The ratio of tracer gas constants to the bulk atmospheric gas constant (dry air on Earth) could then be computed and stored internally since those are the important numbers in the dynamics (I think).
Motivation
This does seem to square with the goals of speedy, since a desire for an exoplanet mode is mentioned on the to-do list and it definitely leans into the "play atmospheric modelling like it's LEGO" desire for flexibility. Unfortunately approximating the atmosphere with a single tracer only sounds reasonable for a subset of known planets, and I think avoiding being too Earth-centric is a noble goal.
This would also assist with the statement about extending speedyweather with new parameterisations: the "we're happy to provide an interface for a complicated cloud scheme you want to attach to speedy, even if it'll live in its own repository rather than here because it's too slow and complex" statement in speedyweather's docs does rather imply that it'd be nice to just say extend AbstractCloudScheme, as opposed to the cloud parameterisation developer having to do some complicated implementation of new prognostics to the dynamical core themselves (a much higher barrier of entry since the people who study one of physics or dynamics tend to be much less familiar with the other).
As an aside, many of these worlds are smaller than Earth, so the same angular grid spacing gives you a higher effective horizontal resolution.
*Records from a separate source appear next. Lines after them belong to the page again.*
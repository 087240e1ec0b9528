//! Per-channel statistics derived from a normalized episode list.
//!
//! Feeds are assumed newest-first and are not re-sorted: the first element is
//! the latest episode and the last element is the oldest.
use chrono::{DateTime, Utc};
use thiserror::Error;

use super::episode::Episode;
use crate::util::host_of;

/// A statistic that needs at least one input value was asked of an empty set.
///
/// Callers degrade the affected field to `null` instead of failing the source.
#[derive(Debug, Error, PartialEq, Eq)]
pub enum ExtractionError {
    #[error("no episodes with a usable {0}")]
    Empty(&'static str),
}

/// Aggregates computed for one channel.
#[derive(Debug, Clone, Default, PartialEq)]
pub struct EpisodeStats {
    pub total: usize,
    pub first_episode_date: Option<DateTime<Utc>>,
    pub last_episode_date: Option<DateTime<Utc>>,
    pub first_episode_link: Option<String>,
    pub last_episode_link: Option<String>,
    pub file_server: Option<String>,
    pub duration_average: Option<u64>,
    pub duration_median: Option<u64>,
}

/// Parses an episode duration into whole seconds.
///
/// Accepts `HH:MM:SS`, `MM:SS` and plain seconds. Anything else, including
/// fractional seconds and negative numbers, is rejected.
///
/// ```
/// use castsnap::feed::parse_duration;
///
/// assert_eq!(parse_duration("01:02:03"), Some(3723));
/// assert_eq!(parse_duration("45:00"), Some(2700));
/// assert_eq!(parse_duration("1800"), Some(1800));
/// assert_eq!(parse_duration("about an hour"), None);
/// ```
pub fn parse_duration(raw: &str) -> Option<u64> {
    let raw = raw.trim();
    if raw.is_empty() {
        return None;
    }

    let mut parts = Vec::with_capacity(3);
    for part in raw.split(':') {
        if part.is_empty() || !part.bytes().all(|b| b.is_ascii_digit()) {
            return None;
        }
        parts.push(part.parse::<u64>().ok()?);
    }

    match parts.as_slice() {
        [s] => Some(*s),
        [m, s] => m.checked_mul(60)?.checked_add(*s),
        [h, m, s] => h.checked_mul(3600)?.checked_add(m.checked_mul(60)?)?.checked_add(*s),
        _ => None,
    }
}

/// Arithmetic mean of the durations, rounded to the nearest second.
pub fn duration_average(durations: &[u64]) -> Result<u64, ExtractionError> {
    if durations.is_empty() {
        return Err(ExtractionError::Empty("duration"));
    }
    let sum: u128 = durations.iter().map(|&d| u128::from(d)).sum();
    let count = durations.len() as u128;
    // Round half up
    let mean = (sum + count / 2) / count;
    Ok(u64::try_from(mean).unwrap_or(u64::MAX))
}

/// Median of the durations. With an even count the lower of the two middle
/// values is returned, so the result is always an observed duration.
pub fn duration_median(durations: &[u64]) -> Result<u64, ExtractionError> {
    if durations.is_empty() {
        return Err(ExtractionError::Empty("duration"));
    }
    let mut sorted = durations.to_vec();
    sorted.sort_unstable();
    Ok(sorted[(sorted.len() - 1) / 2])
}

/// Computes the channel statistics for one source's episodes.
pub fn extract_stats(key: &str, episodes: &[Episode]) -> EpisodeStats {
    let newest = episodes.first();
    let oldest = episodes.last();

    let durations: Vec<u64> = episodes
        .iter()
        .filter_map(|e| e.duration.as_deref().and_then(parse_duration))
        .collect();

    let skipped = episodes.len() - durations.len();
    if skipped > 0 {
        tracing::debug!(key = %key, skipped, "Episodes without a parseable duration");
    }

    let duration_average = duration_average(&durations)
        .map_err(|e| tracing::debug!(key = %key, error = %e, "durationAverage unavailable"))
        .ok();
    let duration_median = duration_median(&durations)
        .map_err(|e| tracing::debug!(key = %key, error = %e, "durationMedian unavailable"))
        .ok();

    EpisodeStats {
        total: episodes.len(),
        first_episode_date: oldest.and_then(|e| e.published),
        last_episode_date: newest.and_then(|e| e.published),
        first_episode_link: oldest.and_then(|e| e.link.clone()),
        last_episode_link: newest.and_then(|e| e.link.clone()),
        file_server: newest
            .and_then(|e| e.enclosure.as_deref())
            .and_then(host_of),
        duration_average,
        duration_median,
    }
}
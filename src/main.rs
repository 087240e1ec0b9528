use anyhow::{Context, Result};
use chrono::Utc;
use clap::Parser;
use std::path::PathBuf;
use std::process::ExitCode;

use castsnap::config::Config;
use castsnap::pipeline;
use castsnap::sources::load_sources;

#[derive(Parser, Debug)]
#[command(
    name = "castsnap",
    version,
    about = "Fetch podcast feeds and write build_info.json for the site build"
)]
struct Args {
    /// Config file (TOML). Missing file means defaults.
    #[arg(long, value_name = "FILE", default_value = "castsnap.toml")]
    config: PathBuf,

    /// Sources file (.toml or .json); overrides `sources_path`
    #[arg(long, value_name = "FILE")]
    sources: Option<PathBuf>,

    /// Output directory; overrides `output_dir`
    #[arg(long, value_name = "DIR")]
    out: Option<PathBuf>,

    /// Fail the run when more than this fraction of sources fail (0.0-1.0)
    #[arg(long, value_name = "R", conflicts_with = "keep_going")]
    max_failure_ratio: Option<f64>,

    /// Never fail the run because of source failures
    #[arg(long)]
    keep_going: bool,

    /// Do not download or resize covers
    #[arg(long)]
    skip_covers: bool,
}

impl Args {
    fn apply(&self, config: &mut Config) {
        if let Some(sources) = &self.sources {
            config.sources_path = sources.clone();
        }
        if let Some(out) = &self.out {
            config.output_dir = out.clone();
        }
        if let Some(ratio) = self.max_failure_ratio {
            config.max_failure_ratio = ratio;
        }
        if self.keep_going {
            config.max_failure_ratio = 1.0;
        }
        if self.skip_covers {
            config.skip_covers = true;
        }
    }
}

#[tokio::main]
async fn main() -> Result<ExitCode> {
    tracing_subscriber::fmt()
        .with_env_filter(
            tracing_subscriber::EnvFilter::try_from_default_env()
                .unwrap_or_else(|_| tracing_subscriber::EnvFilter::new("info")),
        )
        .init();

    let args = Args::parse();

    let mut config = Config::load(&args.config)
        .with_context(|| format!("Failed to load config from {}", args.config.display()))?;
    args.apply(&mut config);
    config.validate().context("Invalid command-line override")?;

    let sources = load_sources(&config.sources_path, config.allow_private_hosts).with_context(
        || format!("Failed to load sources from {}", config.sources_path.display()),
    )?;

    let client = pipeline::build_client(&config).context("Failed to build HTTP client")?;

    let report = match pipeline::run(&config, &sources, &client, Utc::now()).await {
        Ok(report) => report,
        Err(e) => {
            tracing::error!(error = %e, "Build failed");
            return Ok(ExitCode::FAILURE);
        }
    };

    for failure in &report.failures {
        tracing::warn!(
            key = %failure.key,
            phase = failure.error.phase(),
            error = %failure.error,
            "Source excluded"
        );
    }

    tracing::info!(
        path = %report.artifact_path.display(),
        channels = report.artifact.channels.len(),
        failed = report.failures.len(),
        covers_failed = report.cover_failures.len(),
        "Build complete"
    );

    if report.exceeds(config.max_failure_ratio) {
        tracing::error!(
            ratio = report.failure_ratio(),
            max = config.max_failure_ratio,
            "Too many sources failed"
        );
        return Ok(ExitCode::FAILURE);
    }

    Ok(ExitCode::SUCCESS)
}

#[cfg(test)]
mod tests {
    use super::*;

    #[test]
    fn test_cli_overrides() {
        let args = Args::parse_from([
            "castsnap",
            "--sources",
            "feeds.json",
            "--out",
            "public/dl",
            "--max-failure-ratio",
            "0.5",
            "--skip-covers",
        ]);
        let mut config = Config::default();
        args.apply(&mut config);

        assert_eq!(config.sources_path, PathBuf::from("feeds.json"));
        assert_eq!(config.output_dir, PathBuf::from("public/dl"));
        assert_eq!(config.max_failure_ratio, 0.5);
        assert!(config.skip_covers);
    }

    #[test]
    fn test_keep_going_conflicts_with_ratio() {
        let result = Args::try_parse_from(["castsnap", "--keep-going", "--max-failure-ratio", "0.1"]);
        assert!(result.is_err());
    }

    #[test]
    fn test_defaults_leave_config_alone() {
        let args = Args::parse_from(["castsnap"]);
        let mut config = Config::default();
        args.apply(&mut config);
        assert_eq!(config.output_dir, Config::default().output_dir);
        assert!(!config.skip_covers);
    }
}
You can make up a lot of lost performance from new tracers by the performance gain of simulating a smaller world's atmosphere. Of course the opposite is true for very large worlds unfortunately, but I'm quite interested in the smaller worlds myself!
I am willing to write code to help with this where necessary, though I suspect I'd be more useful helping write some parameterisation implementations than updating the dynamics.